use derive_more::{Display, Error};

use crate::ids::{NodeId, NodeTypeId};

/// Fatal at construction time; the process should not start with an
/// invalid configuration.
#[derive(Debug, Display, Error, Clone, PartialEq, Eq)]
pub enum ConfigError {
    #[display("node id must be non-zero (0 is reserved for broadcast)")]
    ZeroNodeId,
    #[display(
        "unicast endpoint {unicast} and multicast endpoint {multicast} have different IP versions"
    )]
    MixedIpVersions { unicast: String, multicast: String },
    #[display(
        "node type {ours} and peer node type {theirs} are both configured as light nodes; \
         two light nodes must never discover each other"
    )]
    LightNodeToLightNodeDiscovery {
        ours: NodeTypeId,
        theirs: NodeTypeId,
    },
}

/// A self- or peer-corruption condition detected at runtime: the window
/// state is logged in full and the error is expected to propagate to
/// process supervision rather than be silently absorbed.
#[derive(Debug, Display, Error, Clone, PartialEq, Eq)]
pub enum ProtocolViolation {
    #[display(
        "peer {peer} sent sequence {sequence} beyond the window \
         (lastInSequence={last_in_sequence}, window={window})"
    )]
    SequenceBeyondWindow {
        peer: NodeId,
        sequence: u64,
        last_in_sequence: u64,
        window: usize,
    },
    #[display(
        "receive slot collision for peer {peer}: slot held sequence {held}, \
         got conflicting sequence {incoming}"
    )]
    SlotCollision {
        peer: NodeId,
        held: u64,
        incoming: u64,
    },
    #[display("peer {peer} sent a second distinct welcome (first={first}, second={second})")]
    DuplicateDistinctWelcome { peer: NodeId, first: u64, second: u64 },
    #[display("node {node} was already present in the node table")]
    DuplicateAddNode { node: NodeId },
}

+ + +

From the records above, copy each line where the word "must" can be found.

    #[display("node id must be non-zero (0 is reserved for broadcast)")]
         two light nodes must never discover each other"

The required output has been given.